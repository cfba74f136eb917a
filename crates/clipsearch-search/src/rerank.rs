//! Vector re-ranking of lexical candidates
//!
//! Scores are blended, not replaced: each candidate keeps its lexical score
//! (max-normalized over the pool) and gains a vector term when a stored
//! embedding exists. Candidates without an embedding keep their normalized
//! lexical score untouched so a stale vector store never buries fresh clips.

use std::collections::HashMap;

use tracing::debug;

use clipsearch_core::{Candidate, ItemId};

use crate::error::{Result, SearchError};

/// Candidate pool bounds: retrieve several times the requested page so
/// re-ranking has room to move results, within sane limits.
const POOL_FACTOR: usize = 5;
const POOL_MIN: usize = 100;
const POOL_MAX: usize = 500;

/// How many lexical candidates to retrieve for a page of `needed` results.
pub fn candidate_pool_size(needed: usize) -> usize {
    (needed * POOL_FACTOR).clamp(POOL_MIN, POOL_MAX)
}

/// Relative weight of the lexical and vector terms in the blended score.
#[derive(Debug, Clone, Copy, PartialEq)]
pub struct RerankWeights {
    pub lexical: f32,
    pub vector: f32,
}

impl Default for RerankWeights {
    fn default() -> Self {
        Self {
            lexical: 0.3,
            vector: 0.7,
        }
    }
}

impl RerankWeights {
    pub fn new(lexical: f32, vector: f32) -> Result<Self> {
        if lexical < 0.0 || vector < 0.0 || lexical + vector <= 0.0 {
            return Err(SearchError::InvalidConfig(format!(
                "rerank weights must be non-negative and sum to a positive value, got lexical={} vector={}",
                lexical, vector
            )));
        }
        Ok(Self { lexical, vector })
    }
}

/// Cosine similarity in [-1, 1]. None for mismatched lengths or zero vectors.
pub fn cosine_similarity(a: &[f32], b: &[f32]) -> Option<f32> {
    if a.len() != b.len() || a.is_empty() {
        return None;
    }

    let mut dot = 0.0f32;
    let mut norm_a = 0.0f32;
    let mut norm_b = 0.0f32;
    for (x, y) in a.iter().zip(b) {
        dot += x * y;
        norm_a += x * x;
        norm_b += y * y;
    }

    if norm_a == 0.0 || norm_b == 0.0 {
        return None;
    }

    Some(dot / (norm_a.sqrt() * norm_b.sqrt()))
}

/// Map cosine distance in [0, 2] to similarity in [0, 1].
pub fn distance_to_similarity(distance: f32) -> f32 {
    (1.0 - distance / 2.0).clamp(0.0, 1.0)
}

/// Blend vector similarity into the candidate pool and reorder it.
///
/// Mutates each candidate's `distance` and `blended` fields, then sorts the
/// pool best first. Ties break on id so ordering is deterministic.
pub fn rerank(
    query_vector: &[f32],
    candidates: &mut [Candidate],
    stored: &HashMap<ItemId, Vec<f32>>,
    weights: RerankWeights,
) {
    if candidates.is_empty() {
        return;
    }

    let max_lexical = candidates
        .iter()
        .map(|c| c.lexical_score)
        .fold(0.0f32, f32::max);

    let mut with_vectors = 0usize;
    for candidate in candidates.iter_mut() {
        let normalized = if max_lexical > 0.0 {
            candidate.lexical_score / max_lexical
        } else {
            0.0
        };

        let similarity = stored
            .get(&candidate.id)
            .and_then(|vector| cosine_similarity(query_vector, vector));

        match similarity {
            Some(cos) => {
                let distance = 1.0 - cos;
                candidate.distance = Some(distance);
                candidate.blended = weights.lexical * normalized
                    + weights.vector * distance_to_similarity(distance);
                with_vectors += 1;
            }
            None => {
                candidate.distance = None;
                candidate.blended = normalized;
            }
        }
    }

    debug!(
        pool = candidates.len(),
        with_vectors, "blended candidate scores"
    );

    candidates.sort_by(|a, b| {
        b.blended
            .partial_cmp(&a.blended)
            .unwrap_or(std::cmp::Ordering::Equal)
            .then_with(|| a.id.cmp(&b.id))
    });
}
//! Embedding cache
//!
//! Caches generated vectors keyed by a content hash so identical texts never
//! hit the provider twice while the entry is fresh. The key includes the
//! model name: switching models invalidates everything without a flush.
//!
//! Thread-safe via interior mutability using parking_lot::Mutex.

use std::num::NonZeroUsize;
use std::time::{Duration, Instant};

use async_trait::async_trait;
use lru::LruCache;
use parking_lot::Mutex;
use sha2::{Digest, Sha256};
use tracing::{debug, warn};

use super::provider::{EmbedPriority, Embedder, EmbedderStatus};
use crate::error::Result;
use crate::metrics::SearchMetrics;

/// Default cache capacity (entries)
const DEFAULT_CAPACITY: usize = 10_000;

/// Default entry lifetime: 30 days
const DEFAULT_TTL: Duration = Duration::from_secs(30 * 24 * 60 * 60);

/// Cache key for an embedding: hex SHA-256 of `model + ":" + text`.
pub fn cache_key(model: &str, text: &str) -> String {
    let mut hasher = Sha256::new();
    hasher.update(model.as_bytes());
    hasher.update(b":");
    hasher.update(text.as_bytes());
    format!("{:x}", hasher.finalize())
}

/// Vector lookup by cache key.
#[async_trait]
pub trait EmbeddingCache: Send + Sync {
    async fn get(&self, key: &str) -> Result<Option<Vec<f32>>>;
    async fn put(&self, key: &str, vector: Vec<f32>) -> Result<()>;
}

/// Cache that never stores anything. Disables caching without branching
/// at the call sites.
#[derive(Debug, Default)]
pub struct NoopCache;

#[async_trait]
impl EmbeddingCache for NoopCache {
    async fn get(&self, _key: &str) -> Result<Option<Vec<f32>>> {
        Ok(None)
    }

    async fn put(&self, _key: &str, _vector: Vec<f32>) -> Result<()> {
        Ok(())
    }
}

#[async_trait]
impl<T: EmbeddingCache + ?Sized> EmbeddingCache for std::sync::Arc<T> {
    async fn get(&self, key: &str) -> Result<Option<Vec<f32>>> {
        (**self).get(key).await
    }

    async fn put(&self, key: &str, vector: Vec<f32>) -> Result<()> {
        (**self).put(key, vector).await
    }
}

struct Entry {
    vector: Vec<f32>,
    inserted_at: Instant,
}

/// In-memory LRU cache with per-entry TTL.
pub struct TtlLruCache {
    entries: Mutex<LruCache<String, Entry>>,
    ttl: Duration,
}

impl TtlLruCache {
    pub fn new(capacity: usize, ttl: Duration) -> Self {
        let capacity = NonZeroUsize::new(capacity)
            .unwrap_or(NonZeroUsize::new(DEFAULT_CAPACITY).unwrap());
        Self {
            entries: Mutex::new(LruCache::new(capacity)),
            ttl,
        }
    }

    pub fn len(&self) -> usize {
        self.entries.lock().len()
    }

    pub fn is_empty(&self) -> bool {
        self.len() == 0
    }
}

impl Default for TtlLruCache {
    fn default() -> Self {
        Self::new(DEFAULT_CAPACITY, DEFAULT_TTL)
    }
}

#[async_trait]
impl EmbeddingCache for TtlLruCache {
    async fn get(&self, key: &str) -> Result<Option<Vec<f32>>> {
        let mut entries = self.entries.lock();
        match entries.get(key) {
            Some(entry) if entry.inserted_at.elapsed() < self.ttl => {
                Ok(Some(entry.vector.clone()))
            }
            Some(_) => {
                // Expired, drop it so it stops occupying a slot
                entries.pop(key);
                Ok(None)
            }
            None => Ok(None),
        }
    }

    async fn put(&self, key: &str, vector: Vec<f32>) -> Result<()> {
        self.entries.lock().put(
            key.to_string(),
            Entry {
                vector,
                inserted_at: Instant::now(),
            },
        );
        Ok(())
    }
}

/// Embedder wrapper that consults the cache before the provider.
///
/// Misses are batched into a single provider call. The cache itself is
/// best-effort on both sides: a failed read counts as a miss and a failed
/// write is logged, never surfaced.
pub struct CachedEmbedder<E, C> {
    inner: E,
    cache: C,
    metrics: std::sync::Arc<SearchMetrics>,
}

impl<E: Embedder, C: EmbeddingCache> CachedEmbedder<E, C> {
    pub fn new(inner: E, cache: C) -> Self {
        Self {
            inner,
            cache,
            metrics: std::sync::Arc::new(SearchMetrics::new()),
        }
    }

    /// Report hit/miss counts to a shared metrics instance.
    pub fn with_metrics(mut self, metrics: std::sync::Arc<SearchMetrics>) -> Self {
        self.metrics = metrics;
        self
    }

    pub fn inner(&self) -> &E {
        &self.inner
    }
}

#[async_trait]
impl<E: Embedder, C: EmbeddingCache> Embedder for CachedEmbedder<E, C> {
    async fn embed(&self, texts: Vec<String>, priority: EmbedPriority) -> Result<Vec<Vec<f32>>> {
        if texts.is_empty() {
            return Ok(vec![]);
        }

        let model = self.inner.model().to_string();
        let keys: Vec<String> = texts.iter().map(|t| cache_key(&model, t)).collect();

        let mut results: Vec<Option<Vec<f32>>> = Vec::with_capacity(texts.len());
        let mut miss_indices = Vec::new();
        let mut miss_texts = Vec::new();

        for (i, key) in keys.iter().enumerate() {
            // A failing cache read is a miss; the cache is advisory and
            // must never take the provider down with it.
            let cached = match self.cache.get(key).await {
                Ok(hit) => hit,
                Err(e) => {
                    warn!(error = %e, "embedding cache read failed");
                    None
                }
            };
            match cached {
                Some(vector) => results.push(Some(vector)),
                None => {
                    results.push(None);
                    miss_indices.push(i);
                    miss_texts.push(texts[i].clone());
                }
            }
        }

        self.metrics
            .record_cache_hits((texts.len() - miss_texts.len()) as u64);
        self.metrics.record_cache_misses(miss_texts.len() as u64);

        if !miss_texts.is_empty() {
            debug!(
                hits = texts.len() - miss_texts.len(),
                misses = miss_texts.len(),
                "embedding cache lookup"
            );
            let fresh = self.inner.embed(miss_texts, priority).await?;
            for (slot, vector) in miss_indices.into_iter().zip(fresh) {
                if let Err(e) = self.cache.put(&keys[slot], vector.clone()).await {
                    warn!(error = %e, "embedding cache write failed");
                }
                results[slot] = Some(vector);
            }
        }

        // Every slot is filled: hits up front, misses just above
        Ok(results.into_iter().flatten().collect())
    }

    fn dimension(&self) -> usize {
        self.inner.dimension()
    }

    fn model(&self) -> &str {
        self.inner.model()
    }

    async fn check_status(&self) -> Result<EmbedderStatus> {
        self.inner.check_status().await
    }
}
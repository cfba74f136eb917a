//! Backfill command - generate embeddings for clips that are missing one

use std::sync::Arc;
use std::time::Duration;

use anyhow::{Context, Result};
use clap::Args;

use clipsearch_core::Catalog;
use clipsearch_search::{BackfillConfig, BackfillScheduler, Embedder, SearchMetrics, VectorIndex};

use super::{build_embedder, connect_vectors, load_config, open_catalog};
use crate::GlobalOptions;

/// Arguments for the backfill command
#[derive(Args, Debug)]
pub struct BackfillArgs {
    /// Clips per batch (overrides the configured batch size)
    #[arg(long)]
    batch_size: Option<usize>,

    /// Stop after embedding this many clips
    #[arg(long)]
    limit: Option<usize>,

    /// Keep running, sweeping recent clips on the configured interval
    #[arg(long, short = 'w')]
    watch: bool,
}

/// Execute the backfill command
pub async fn execute(args: BackfillArgs, global: GlobalOptions) -> Result<()> {
    let config = load_config(&global)?;

    let catalog: Arc<dyn Catalog> = Arc::new(open_catalog(&config)?);
    let embedder: Arc<dyn Embedder> = Arc::new(build_embedder(&config)?);
    let vectors: Arc<dyn VectorIndex> = Arc::new(connect_vectors(&config).await?);

    let batch_size = args.batch_size.unwrap_or(config.backfill.batch_size);
    let backfill_config = BackfillConfig {
        interval: Duration::from_secs(config.backfill.interval_secs),
        lookback: Duration::from_secs(config.backfill.lookback_days * 24 * 60 * 60),
        batch_size,
        concurrency: config.backfill.concurrency,
    };

    let scheduler = Arc::new(BackfillScheduler::new(
        catalog,
        embedder,
        vectors,
        backfill_config,
        Arc::new(SearchMetrics::new()),
    ));

    if args.watch {
        if !global.quiet {
            println!(
                "Backfilling every {}s, Ctrl-C to stop",
                config.backfill.interval_secs
            );
        }
        let handle = scheduler.spawn();
        tokio::signal::ctrl_c()
            .await
            .context("failed to listen for Ctrl-C")?;
        handle.abort();
        return Ok(());
    }

    // A manual invocation is a recovery action: sweep regardless of clip age
    let report = scheduler
        .run_forced(batch_size, args.limit)
        .await
        .context("backfill pass failed")?;
    if !global.quiet {
        println!(
            "Backfill complete: {} scanned, {} embedded, {} skipped, {} failed",
            report.scanned, report.embedded, report.skipped, report.failed
        );
    }
    if report.failed > 0 {
        anyhow::bail!("{} clips failed to embed", report.failed);
    }

    Ok(())
}
#[cfg(test)]
mod tests {
    use super::*;
    use std::collections::HashMap;
    use std::sync::atomic::{AtomicUsize, Ordering};

    use async_trait::async_trait;

    use clipsearch_core::{ClipDocument, ItemId, SearchFilters};

    use crate::embeddings::EmbedderStatus;
    use crate::error::SearchError;
    use crate::fallback::{FallbackConfig, HealthState};
    use crate::lexical::LexicalHit;

    struct FakeLexical {
        hits: Vec<LexicalHit>,
        fail: bool,
    }

    impl FakeLexical {
        fn with_hits(entries: &[(&str, f32)]) -> Self {
            Self {
                hits: entries
                    .iter()
                    .map(|(id, score)| LexicalHit {
                        id: ItemId::from(*id),
                        score: *score,
                    })
                    .collect(),
                fail: false,
            }
        }

        fn failing() -> Self {
            Self {
                hits: vec![],
                fail: true,
            }
        }
    }

    #[async_trait]
    impl LexicalIndex for FakeLexical {
        async fn search(
            &self,
            _query: &str,
            _filters: &SearchFilters,
            _size: usize,
        ) -> Result<Vec<LexicalHit>> {
            if self.fail {
                return Err(SearchError::LexicalUnavailable("down".into()));
            }
            Ok(self.hits.clone())
        }

        async fn upsert(&self, _doc: &ClipDocument) -> Result<()> {
            Ok(())
        }

        async fn delete(&self, _id: &ItemId) -> Result<()> {
            Ok(())
        }

        async fn bulk_upsert(&self, _docs: &[ClipDocument]) -> Result<()> {
            Ok(())
        }

        async fn ensure_index(&self) -> Result<()> {
            Ok(())
        }
    }

    struct FakeVectors {
        stored: HashMap<ItemId, Vec<f32>>,
        fail: bool,
    }

    impl FakeVectors {
        fn empty() -> Self {
            Self {
                stored: HashMap::new(),
                fail: false,
            }
        }
    }

    #[async_trait]
    impl VectorIndex for FakeVectors {
        async fn ensure_collection(&self) -> Result<()> {
            Ok(())
        }

        async fn fetch(&self, ids: &[ItemId]) -> Result<HashMap<ItemId, Vec<f32>>> {
            if self.fail {
                return Err(SearchError::VectorStore("down".into()));
            }
            Ok(ids
                .iter()
                .filter_map(|id| self.stored.get(id).map(|v| (id.clone(), v.clone())))
                .collect())
        }

        async fn upsert(&self, _id: &ItemId, _vector: Vec<f32>, _model: &str) -> Result<()> {
            Ok(())
        }

        async fn delete(&self, _ids: &[ItemId]) -> Result<()> {
            Ok(())
        }

        fn dimension(&self) -> usize {
            2
        }
    }

    struct FakeEmbedder {
        calls: AtomicUsize,
        behavior: EmbedBehavior,
    }

    enum EmbedBehavior {
        Succeed(Vec<f32>),
        Fail,
        Hang,
    }

    impl FakeEmbedder {
        fn succeeding(vector: Vec<f32>) -> Self {
            Self {
                calls: AtomicUsize::new(0),
                behavior: EmbedBehavior::Succeed(vector),
            }
        }

        fn failing() -> Self {
            Self {
                calls: AtomicUsize::new(0),
                behavior: EmbedBehavior::Fail,
            }
        }

        fn hanging() -> Self {
            Self {
                calls: AtomicUsize::new(0),
                behavior: EmbedBehavior::Hang,
            }
        }
    }

    #[async_trait]
    impl Embedder for FakeEmbedder {
        async fn embed(
            &self,
            texts: Vec<String>,
            _priority: EmbedPriority,
        ) -> Result<Vec<Vec<f32>>> {
            self.calls.fetch_add(1, Ordering::SeqCst);
            match &self.behavior {
                EmbedBehavior::Succeed(v) => Ok(vec![v.clone(); texts.len()]),
                EmbedBehavior::Fail => Err(SearchError::EmbeddingUnavailable("down".into())),
                EmbedBehavior::Hang => {
                    tokio::time::sleep(Duration::from_secs(3600)).await;
                    unreachable!()
                }
            }
        }

        fn dimension(&self) -> usize {
            2
        }

        fn model(&self) -> &str {
            "fake"
        }

        async fn check_status(&self) -> Result<EmbedderStatus> {
            Ok(EmbedderStatus::healthy("fake"))
        }
    }

    fn request(query: &str, limit: usize) -> SearchRequest {
        SearchRequest::new(query).with_limit(limit)
    }

    #[tokio::test]
    async fn hybrid_path_reranks_with_vectors() {
        let lexical = FakeLexical::with_hits(&[("a", 0.9), ("b", 0.7), ("c", 0.5)]);
        let vectors = FakeVectors {
            stored: HashMap::from([
                (ItemId::from("a"), vec![0.2, 0.98]),
                (ItemId::from("c"), vec![1.0, 0.05]),
            ]),
            fail: false,
        };
        let embedder = FakeEmbedder::succeeding(vec![1.0, 0.0]);

        let searcher = HybridSearcher::new(lexical, vectors, embedder);
        let results = searcher.search(&request("apex", 3)).await.unwrap();

        assert!(!results.meta.used_fallback);
        assert_eq!(results.results[0].id.as_str(), "c");
        assert_eq!(results.results[0].rank, 1);
        assert!(!results.results[0].degraded);
        // b has no vector: marked degraded individually
        let b = results.results.iter().find(|r| r.id.as_str() == "b").unwrap();
        assert!(b.degraded);
    }

    #[tokio::test]
    async fn embedding_failure_degrades_instead_of_failing() {
        let lexical = FakeLexical::with_hits(&[("a", 0.9), ("b", 0.7)]);
        let searcher =
            HybridSearcher::new(lexical, FakeVectors::empty(), FakeEmbedder::failing());

        let results = searcher.search(&request("apex", 2)).await.unwrap();

        assert!(results.meta.used_fallback);
        // Lexical order preserved
        assert_eq!(results.results[0].id.as_str(), "a");
        assert!(results.results.iter().all(|r| r.degraded));
    }

    #[tokio::test]
    async fn embedding_timeout_degrades() {
        let lexical = FakeLexical::with_hits(&[("a", 0.9)]);
        let searcher = HybridSearcher::new(lexical, FakeVectors::empty(), FakeEmbedder::hanging())
            .with_embed_timeout(Duration::from_millis(20));

        let results = searcher.search(&request("apex", 1)).await.unwrap();
        assert!(results.meta.used_fallback);
    }

    #[tokio::test]
    async fn lexical_failure_fails_the_query() {
        let searcher = HybridSearcher::new(
            FakeLexical::failing(),
            FakeVectors::empty(),
            FakeEmbedder::succeeding(vec![1.0, 0.0]),
        );

        let result = searcher.search(&request("apex", 10)).await;
        assert!(matches!(result, Err(SearchError::LexicalUnavailable(_))));
        assert_eq!(searcher.metrics().snapshot().failed_queries, 1);
    }

    #[tokio::test]
    async fn degraded_controller_skips_embedding_entirely() {
        let fallback = Arc::new(FallbackController::new(FallbackConfig {
            min_samples: 1,
            cooldown: Duration::from_secs(3600),
            ..Default::default()
        }));
        fallback.record_failure(Duration::from_millis(1));

        let embedder = FakeEmbedder::succeeding(vec![1.0, 0.0]);
        let searcher = HybridSearcher::new(
            FakeLexical::with_hits(&[("a", 0.9)]),
            FakeVectors::empty(),
            embedder,
        )
        .with_fallback(fallback);

        let results = searcher.search(&request("apex", 1)).await.unwrap();

        assert!(results.meta.used_fallback);
        assert_eq!(
            searcher.embedder.calls.load(Ordering::SeqCst),
            0,
            "embedder must not be called while degraded"
        );
    }

    #[tokio::test]
    async fn vector_store_failure_degrades() {
        let vectors = FakeVectors {
            stored: HashMap::new(),
            fail: true,
        };
        let searcher = HybridSearcher::new(
            FakeLexical::with_hits(&[("a", 0.9)]),
            vectors,
            FakeEmbedder::succeeding(vec![1.0, 0.0]),
        );

        let results = searcher.search(&request("apex", 1)).await.unwrap();
        assert!(results.meta.used_fallback);
        assert_eq!(results.results.len(), 1);
    }

    #[tokio::test]
    async fn persistent_vector_failures_trip_the_controller() {
        let fallback = Arc::new(FallbackController::new(FallbackConfig {
            min_samples: 4,
            cooldown: Duration::from_secs(3600),
            ..Default::default()
        }));
        let vectors = FakeVectors {
            stored: HashMap::new(),
            fail: true,
        };
        let searcher = HybridSearcher::new(
            FakeLexical::with_hits(&[("a", 0.9)]),
            vectors,
            FakeEmbedder::succeeding(vec![1.0, 0.0]),
        )
        .with_fallback(Arc::clone(&fallback));

        // Each query records one embed success and one fetch failure, so
        // the failure rate sits at the 0.5 threshold once min_samples fill.
        for _ in 0..4 {
            let results = searcher.search(&request("apex", 1)).await.unwrap();
            assert!(results.meta.used_fallback);
        }

        assert_eq!(fallback.state(), HealthState::Degraded);
        // The last two queries skipped the embedder entirely
        assert_eq!(searcher.embedder.calls.load(Ordering::SeqCst), 2);
    }

    #[tokio::test]
    async fn empty_query_browses_without_fallback_flag() {
        let searcher = HybridSearcher::new(
            FakeLexical::with_hits(&[("a", 1.0)]),
            FakeVectors::empty(),
            FakeEmbedder::failing(),
        );

        let results = searcher.search(&request("", 5)).await.unwrap();
        assert!(!results.meta.used_fallback);
    }

    #[tokio::test]
    async fn results_are_truncated_to_limit() {
        let lexical = FakeLexical::with_hits(&[("a", 0.9), ("b", 0.8), ("c", 0.7)]);
        let searcher = HybridSearcher::new(
            lexical,
            FakeVectors::empty(),
            FakeEmbedder::succeeding(vec![1.0, 0.0]),
        );

        let results = searcher.search(&request("apex", 2)).await.unwrap();
        assert_eq!(results.results.len(), 2);
        assert_eq!(results.meta.total_candidates, 3);
    }
}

________________

## Problem requirements
Which lines hold the word "handle"? Copy each of them from the records.

## Reply
        let handle = scheduler.spawn();
        handle.abort();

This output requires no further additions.